Autant de jugements personnels à l’oral qui se fonderont dans une même critique, diffusée via un podcast sur internet. Étonnant tout de même de mêler autant de voix pour une seule chronique de théâtre ! « Avec leurs niveaux de français différents, un rendu écrit nécessiterait un travail de relecture qui dénaturerait leur propos », explique Sarah Mathon soutenue par Taous : « L’oral permet de créer un débat entre nous, et ainsi de transmettre nos idées plus naturellement et fidèlement qu’à l’écrit. » « Nos paroles ne sont pas trafiquées et ne racontent pas autre chose que ce qu’on dit. Elles reflètent nos pensées et nos personnalités », conclut Fatima, une Clameuse absente ce soir là.

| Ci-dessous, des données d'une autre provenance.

//! Incoming IIIF image request paths.
//!
//! ```text
//! {identifier}/{region}/{size}/{rotation}/{quality}.{format}
//! ```
//!
//! The last four `/`-separated segments are fixed; everything before them is
//! the identifier, so an identifier may carry either escaped (`%2F`) or raw
//! slashes. Every segment is percent-decoded. Parsing checks shape only;
//! grammar and capability checks happen when a
//! [`Transformation`] is built from the request.

use crate::level::Compliance;
use crate::transform::{TransformError, Transformation};
use percent_encoding::percent_decode_str;
use thiserror::Error;

#[derive(Error, Debug, Clone, PartialEq, Eq)]
pub enum RequestError {
    #[error(
        "Request must look like {{identifier}}/{{region}}/{{size}}/{{rotation}}/{{quality}}.{{format}}: {0:?}"
    )]
    Malformed(String),
    #[error("Request has no format suffix: {0:?}")]
    MissingFormat(String),
    #[error("Request segment is not valid percent-encoded UTF-8: {0:?}")]
    InvalidEncoding(String),
}

/// The six raw values of an image request.
#[derive(Debug, Clone, PartialEq, Eq)]
pub struct ImageRequest {
    pub identifier: String,
    pub region: String,
    pub size: String,
    pub rotation: String,
    pub quality: String,
    pub format: String,
}

impl ImageRequest {
    pub fn parse(path: &str) -> Result<Self, RequestError> {
        let trimmed = path.trim_start_matches('/');
        let malformed = || RequestError::Malformed(path.to_string());

        let mut segments = trimmed.rsplitn(5, '/');
        let (Some(last), Some(rotation), Some(size), Some(region), Some(identifier)) = (
            segments.next(),
            segments.next(),
            segments.next(),
            segments.next(),
            segments.next(),
        ) else {
            return Err(malformed());
        };

        let (quality, format) = last
            .rsplit_once('.')
            .ok_or_else(|| RequestError::MissingFormat(path.to_string()))?;
        if format.is_empty() {
            return Err(RequestError::MissingFormat(path.to_string()));
        }

        let request = Self {
            identifier: decode(identifier)?,
            region: decode(region)?,
            size: decode(size)?,
            rotation: decode(rotation)?,
            quality: decode(quality)?,
            format: decode(format)?,
        };

        let fields = [
            &request.identifier,
            &request.region,
            &request.size,
            &request.rotation,
            &request.quality,
        ];
        if fields.iter().any(|f| f.is_empty()) {
            return Err(malformed());
        }

        Ok(request)
    }

    /// Validate against `level` and build the transformation.
    pub fn transformation<'l>(
        &self,
        level: &'l dyn Compliance,
    ) -> Result<Transformation<'l>, TransformError> {
        Transformation::new(
            level,
            &self.region,
            &self.size,
            &self.rotation,
            &self.quality,
            &self.format,
        )
    }
}

fn decode(segment: &str) -> Result<String, RequestError> {
    percent_decode_str(segment)
        .decode_utf8()
        .map(|s| s.into_owned())
        .map_err(|_| RequestError::InvalidEncoding(segment.to_string()))
}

Des personnalités, elles en sont devenues à Clichy depuis qu’au printemps 2020, la ville les a consacrées Ambassadrices de la culture. Un titre honorifique qui leur permet de programmer au centre culturel municipal une des pièces qu’elles chroniqueront. Intégrer les Clameuses s’avère surtout l’occasion pour elles de rassasier leur soif de théâtre. « J’y allais déjà un peu, mais l’éloignement et le manque de transports à Clichy compliquent ce genre de sorties quand on est seule », précise Taous. Les partenariats et subventions qui leur sont accordées y remédient en leur procurant des véhicules collectifs ainsi que des places de théâtre. Mais à croire Fatima, « cela prouve surtout que nous aussi on peut apprécier le théâtre, pas que les sorties à la mer. »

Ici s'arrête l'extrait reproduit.